I can’t imagine the son or any other close family member of a sitting Philippine president being convicted (although criminal charges have been filed once the president is out of power). Neither can I imagine accusations of substance abuse against the relative of a sitting president (or the president himself) being publicly verified, and accepted as a health and social problem.

In our case, President Marcos’ flamboyant mother Imeldific, convicted of seven counts of graft, is out on bail and is again holding her birthday parties at Malacañang. It’s doubtful that she will ever go to prison.
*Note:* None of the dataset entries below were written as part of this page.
#[derive(thiserror::Error, Debug)]
pub enum Error {
    #[error("io: {0}")]
    Io(#[from] std::io::Error),
    #[error("malformed layer index record")]
    MalformedIndex,
    #[error("manifest json: {0}")]
    Manifest(#[from] serde_json::Error),
    #[error("layer decode: {0}")]
    Decode(#[from] bincode::error::DecodeError),
    #[error("layer encode: {0}")]
    Encode(#[from] bincode::error::EncodeError),
    #[error("missing or corrupt layer file: {0}")]
    CacheMiss(String),
    #[error("build op {index} failed: {source}")]
    OpFailed { index: usize, source: anyhow::Error },
    #[error("invalid build op chain: {0}")]
    InvalidOpChain(String),
}

pub type Result<T> = std::result::Result<T, Error>;
use vm_memory::{Address, GuestAddress};

use super::layout::DRAM_MEM_START;

/// Reserved above guest RAM for the DAX window libkrun-derived hosts map in
/// for virtiofs shared memory; kept out of the usable RAM size calculation.
pub const DAX_SIZE: u64 = 0;

/// Describes the single contiguous guest RAM region backing a VM.
#[derive(Debug, Clone, Copy)]
pub struct ArchMemoryInfo {
    base: GuestAddress,
    size: u64,
}

impl ArchMemoryInfo {
    pub fn new(size: u64) -> Self {
        Self {
            base: GuestAddress(DRAM_MEM_START),
            size,
        }
    }

    pub fn base(&self) -> GuestAddress {
        self.base
    }

    pub fn size(&self) -> u64 {
        self.size
    }

    /// First guest-physical address past the end of RAM.
    pub fn last_addr_excl(&self) -> GuestAddress {
        GuestAddress(self.base.raw_value() + self.size)
    }
}
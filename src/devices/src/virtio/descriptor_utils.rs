// Copyright 2019 The Chromium OS Authors. All rights reserved.
// Use of this source code is governed by a BSD-style license that can be
// found in the LICENSE file.

use std::cell::Cell;
use std::cmp;
use std::fmt::{self, Display};
use std::fs::File;
use std::io::{self, IoSlice, IoSliceMut, Read, Write};
use std::marker::PhantomData;
use std::mem::{size_of, MaybeUninit};
use std::ops::Deref;
use std::os::fd::AsRawFd;
use std::ptr::copy_nonoverlapping;
use std::result;

use crate::virtio::queue::DescriptorChain;
use libc::c_void;
use nix::sys::uio::{preadv, pwritev, readv, writev};
use smallvec::SmallVec;
use vm_memory::{
    Address, ByteValued, Bytes, GuestAddress, GuestMemory, GuestMemoryError, GuestMemoryMmap,
    GuestMemoryRegion, Le16, Le32, Le64, VolatileMemory, VolatileMemoryError, VolatileSlice,
};

const INLINE_IOVECS: usize = 16;

#[derive(Debug)]
pub enum Error {
    DescriptorChainOverflow,
    FindMemoryRegion,
    GuestMemoryError(GuestMemoryError),
    InvalidChain,
    IoError(io::Error),
    SplitOutOfBounds(usize),
    VolatileMemoryError(VolatileMemoryError),
}

impl Display for Error {
    fn fmt(&self, f: &mut fmt::Formatter) -> fmt::Result {
        use self::Error::*;

        match self {
            DescriptorChainOverflow => write!(
                f,
                "the combined length of all the buffers in a `DescriptorChain` would overflow"
            ),
            FindMemoryRegion => write!(f, "no memory region for this address range"),
            GuestMemoryError(e) => write!(f, "descriptor guest memory error: {e}"),
            InvalidChain => write!(f, "invalid descriptor chain"),
            IoError(e) => write!(f, "descriptor I/O error: {e}"),
            SplitOutOfBounds(off) => write!(f, "`DescriptorChain` split is out of bounds: {off}"),
            VolatileMemoryError(e) => write!(f, "volatile memory error: {e}"),
        }
    }
}

pub type Result<T> = result::Result<T, Error>;

impl std::error::Error for Error {}

#[repr(transparent)]
#[derive(Clone)]
pub struct Iovec<'a> {
    iov: libc::iovec,
    _phantom: PhantomData<&'a ()>,
}

unsafe impl<'a> Send for Iovec<'a> {}
unsafe impl<'a> Sync for Iovec<'a> {}

impl<'a> Iovec<'a> {
    pub fn len(&self) -> usize {
        self.iov.iov_len
    }

    pub fn set_len(&mut self, len: usize) {
        self.iov.iov_len = len;
    }

    pub fn addr(&self) -> *const u8 {
        self.iov.iov_base as *const u8
    }

    pub fn addr_mut(&self) -> *mut u8 {
        self.iov.iov_base as *mut u8
    }

    pub fn advance(&mut self, len: usize) {
        self.iov.iov_base = unsafe { self.iov.iov_base.offset(len as isize) } as *mut c_void;
        self.iov.iov_len -= len;
    }

    pub fn slice_to_std(iovs: &'a [Iovec<'a>]) -> &'a [IoSlice<'a>] {
        // safe: std IoSlice is guaranteed to be ABI compatible with iovec
        unsafe { std::slice::from_raw_parts(iovs.as_ptr() as *const IoSlice<'a>, iovs.len()) }
    }

    pub fn slice_to_std_mut(iovs: &'a [Iovec<'a>]) -> &'a mut [IoSliceMut<'a>] {
        // UNSAFE! but nix requires &mut [IoSliceMut] and doesn't actually mutate it, so it's ok...
        unsafe {
            std::slice::from_raw_parts_mut(
                iovs.as_ptr() as *const IoSliceMut<'a> as *mut IoSliceMut<'a>,
                iovs.len(),
            )
        }
    }
}

impl<'a> From<VolatileSlice<'a>> for Iovec<'a> {
    fn from(slice: VolatileSlice<'a>) -> Self {
        Iovec {
            iov: libc::iovec {
                iov_base: slice.ptr_guard_mut().as_ptr() as *mut c_void,
                iov_len: slice.len(),
            },
            _phantom: PhantomData,
        }
    }
}

struct DescriptorChainConsumer<'a> {
    _buffers_vec: Cell<SmallVec<[Iovec<'a>; INLINE_IOVECS]>>,
    buffers_pos: usize,
    bytes_consumed: usize,
}

impl<'a> DescriptorChainConsumer<'a> {
    pub fn new(buffers: SmallVec<[Iovec<'a>; INLINE_IOVECS]>) -> Self {
        DescriptorChainConsumer {
            _buffers_vec: Cell::new(buffers),
            buffers_pos: 0,
            bytes_consumed: 0,
        }
    }

    fn available_bytes(&mut self) -> usize {
        // This is guaranteed not to overflow because the total length of the chain
        // is checked during all creations of `DescriptorChainConsumer` (see
        // `Reader::new()` and `Writer::new()`).
        self.buffers_mut()
            .iter()
            .fold(0usize, |count, vs| count + vs.len())
    }

    fn bytes_consumed(&self) -> usize {
        self.bytes_consumed
    }

    fn buffers_mut(&mut self) -> &mut [Iovec<'a>] {
        &mut self._buffers_vec.get_mut()[self.buffers_pos..]
    }

    fn advance_buffers(&mut self, n: usize) {
        // Number of buffers to remove.
        let mut remove = 0;
        // Remaining length before reaching n.
        let mut left = n;
        for buf in self.buffers_mut().iter() {
            if let Some(remainder) = left.checked_sub(buf.len()) {
                left = remainder;
                remove += 1;
            } else {
                break;
            }
        }

        self.buffers_pos += remove;
        let bufs = self.buffers_mut();
        if bufs.is_empty() {
            assert!(left == 0, "advancing io slices beyond their length");
        } else {
            bufs[0].advance(left);
        }
    }

    /// Consumes at most `count` bytes from the `DescriptorChain`. Callers must provide a function
    /// that takes a `&[VolatileSlice]` and returns the total number of bytes consumed. This
    /// function guarantees that the combined length of all the slices in the `&[VolatileSlice]` is
    /// less than or equal to `count`.
    ///
    /// # Errors
    ///
    /// If the provided function returns any error then no bytes are consumed from the buffer and
    /// the error is returned to the caller.
    fn consume<F>(&mut self, count: usize, f: F) -> io::Result<usize>
    where
        F: FnOnce(&[Iovec]) -> io::Result<usize>,
    {
        // how many buffers do we need?
        let bufs = self.buffers_mut();
        let mut last_slice_index: Option<usize> = None;
        let mut last_slice_len: usize = 0;
        let mut bufs_len = 0;
        for (i, slice) in bufs.iter_mut().enumerate() {
            if bufs_len + slice.len() >= count {
                last_slice_index = Some(i);
                // cut this last slice short so it's not larger than len
                last_slice_len = slice.len();
                slice.set_len(count - bufs_len);
                break;
            }

            bufs_len += slice.len();
        }

        let last_slice_index = last_slice_index.ok_or_else(|| {
            io::Error::new(
                io::ErrorKind::UnexpectedEof,
                "not enough buffers in descriptor chain",
            )
        })?;

        let bytes_consumed = f(&bufs[..last_slice_index + 1])?;

        // restore last slice
        bufs[last_slice_index].set_len(last_slice_len);

        // advance buffers
        self.advance_buffers(bytes_consumed);

        // This can happen if a driver tricks a device into reading/writing more data than
        // fits in a `usize`.
        let total_bytes_consumed =
            self.bytes_consumed
                .checked_add(bytes_consumed)
                .ok_or_else(|| {
                    io::Error::new(io::ErrorKind::InvalidData, Error::DescriptorChainOverflow)
                })?;

        self.bytes_consumed = total_bytes_consumed;
        Ok(bytes_consumed)
    }

    fn split_at(&mut self, offset: usize) -> Result<DescriptorChainConsumer<'a>> {
        // we currently only support skipping the first buffer
        if self.buffers_pos != 0
            || self.bytes_consumed != 0
            || self._buffers_vec.get_mut().len() == 0
            || self._buffers_vec.get_mut()[0].len() != offset
        {
            return Err(Error::SplitOutOfBounds(offset));
        }

        // self will be left with a len-1 slice, and we'll allocate once for self
        let mut other_bufs = SmallVec::<[Iovec<'a>; INLINE_IOVECS]>::with_capacity(1);
        other_bufs.push(self.buffers_mut()[0].clone());
        let other = DescriptorChainConsumer {
            _buffers_vec: Cell::new(other_bufs),
            buffers_pos: 1,
            bytes_consumed: 0,
        };

        self._buffers_vec.swap(&other._buffers_vec);
        Ok(other)
    }
}

#[repr(C)]
#[derive(Debug, Copy, Clone)]
pub struct GuestIoSlice {
    addr: GuestAddress,
    len: u64,
}

impl GuestIoSlice {
    pub fn new(addr: GuestAddress, len: usize) -> GuestIoSlice {
        GuestIoSlice {
            addr,
            len: len as u64,
        }
    }
}

/// Provides high-level interface over the sequence of memory regions
/// defined by readable descriptors in the descriptor chain.
///
/// Note that virtio spec requires driver to place any device-writable
/// descriptors after any device-readable descriptors (2.6.4.2 in Virtio Spec v1.1).
/// Reader will skip iterating over descriptor chain when first writable
/// descriptor is encountered.
pub struct Reader<'a> {
    buffer: DescriptorChainConsumer<'a>,
}

impl<'a> Reader<'a> {
    /// Construct a new Reader wrapper over `desc_chain`.
    pub fn new(mem: &'a GuestMemoryMmap, chain: DescriptorChain<'a>) -> Result<Reader<'a>> {
        let mut total_len: usize = 0;
        let buffers = chain
            .into_iter()
            .readable()
            .map(|desc| {
                // Verify that summing the descriptor sizes does not overflow.
                // This can happen if a driver tricks a device into reading more data than
                // fits in a `usize`.
                total_len = total_len
                    .checked_add(desc.len as usize)
                    .ok_or(Error::DescriptorChainOverflow)?;

                let region = mem.find_region(desc.addr).ok_or(Error::FindMemoryRegion)?;
                let offset = desc
                    .addr
                    .checked_sub(region.start_addr().raw_value())
                    .unwrap();
                region
                    .deref()
                    .get_slice(offset.raw_value() as usize, desc.len as usize)
                    .map_err(Error::VolatileMemoryError)
                    .map(|vs| vs.into())
            })
            .collect::<Result<SmallVec<[Iovec<'a>; INLINE_IOVECS]>>>()?;
        Ok(Reader {
            buffer: DescriptorChainConsumer::new(buffers),
        })
    }

    pub fn new_from_slices(
        mem: &'a GuestMemoryMmap,
        slices1: &[GuestIoSlice],
        slices2: &[GuestIoSlice],
    ) -> Result<Reader<'a>> {
        let mut total_len: usize = 0;
        let buffers = slices1
            .iter()
            .chain(slices2.iter())
            .map(|s| {
                // Verify that summing the slice sizes does not overflow.
                // This can happen if a driver tricks a device into reading more data than
                // fits in a `usize`.
                total_len = total_len
                    .checked_add(s.len as usize)
                    .ok_or(Error::DescriptorChainOverflow)?;

                let region = mem.find_region(s.addr).ok_or(Error::FindMemoryRegion)?;
                let offset = s.addr.checked_sub(region.start_addr().raw_value()).unwrap();
                region
                    .deref()
                    .get_slice(offset.raw_value() as usize, s.len as usize)
                    .map_err(Error::VolatileMemoryError)
                    .map(|vs| vs.into())
            })
            .collect::<Result<SmallVec<[Iovec<'a>; INLINE_IOVECS]>>>()?;
        Ok(Reader {
            buffer: DescriptorChainConsumer::new(buffers),
        })
    }

    /// Reads an object from the descriptor chain buffer.
    pub fn read_obj<T: ByteValued>(&mut self) -> io::Result<T> {
        let mut obj = MaybeUninit::<T>::uninit();

        // Safe because `MaybeUninit` guarantees that the pointer is valid for
        // `size_of::<T>()` bytes.
        let buf = unsafe {
            ::std::slice::from_raw_parts_mut(obj.as_mut_ptr() as *mut u8, size_of::<T>())
        };

        self.read_exact(buf)?;

        // Safe because any type that implements `ByteValued` can be considered initialized
        // even if it is filled with random data.
        Ok(unsafe { obj.assume_init() })
    }

    /// Reads data from the descriptor chain buffer into a file descriptor.
    /// Returns the number of bytes read from the descriptor chain buffer.
    /// The number of bytes read can be less than `count` if there isn't
    /// enough data in the descriptor chain buffer.
    pub fn read_to(&mut self, dst: &mut File, count: usize) -> io::Result<usize> {
        self.buffer.consume(count, |bufs| {
            writev(dst.as_raw_fd(), Iovec::slice_to_std(bufs)).map_err(|e| e.into())
        })
    }

    /// Reads data from the descriptor chain buffer into a File at offset `off`.
    /// Returns the number of bytes read from the descriptor chain buffer.
    /// The number of bytes read can be less than `count` if there isn't
    /// enough data in the descriptor chain buffer.
    pub fn read_to_at(&mut self, dst: &File, count: usize, off: u64) -> io::Result<usize> {
        self.buffer.consume(count, |bufs| {
            pwritev(dst.as_raw_fd(), Iovec::slice_to_std(bufs), off as i64).map_err(|e| e.into())
        })
    }

    pub fn read_exact_to(&mut self, dst: &mut File, mut count: usize) -> io::Result<()> {
        while count > 0 {
            match self.read_to(dst, count) {
                Ok(0) => {
                    return Err(io::Error::new(
                        io::ErrorKind::UnexpectedEof,
                        "failed to fill whole buffer",
                    ))
                }
                Ok(n) => count -= n,
                Err(ref e) if e.kind() == io::ErrorKind::Interrupted => {}
                Err(e) => return Err(e),
            }
        }

        Ok(())
    }

    /// Returns number of bytes available for reading.  May return an error if the combined
    /// lengths of all the buffers in the DescriptorChain would cause an integer overflow.
    pub fn available_bytes(&mut self) -> usize {
        self.buffer.available_bytes()
    }

    /// Returns number of bytes already read from the descriptor chain buffer.
    pub fn bytes_read(&self) -> usize {
        self.buffer.bytes_consumed()
    }

    /// Splits this `Reader` into two at the given offset in the `DescriptorChain` buffer.
    /// After the split, `self` will be able to read up to `offset` bytes while the returned
    /// `Reader` can read up to `available_bytes() - offset` bytes.  Returns an error if
    /// `offset > self.available_bytes()`.
    pub fn split_at(&mut self, offset: usize) -> Result<Reader<'a>> {
        self.buffer.split_at(offset).map(|buffer| Reader { buffer })
    }
}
For the first time, the US has also convicted a former president of a criminal offense. Again, the question is what penalty will be imposed on Republican candidate Donald Trump, and whether he can serve as president in case he beats Joe Biden in their return bout in November.

This one we’ve done in the Philippines, although we’re better at detaining former presidents during trial instead of sending them to a regular prison upon conviction.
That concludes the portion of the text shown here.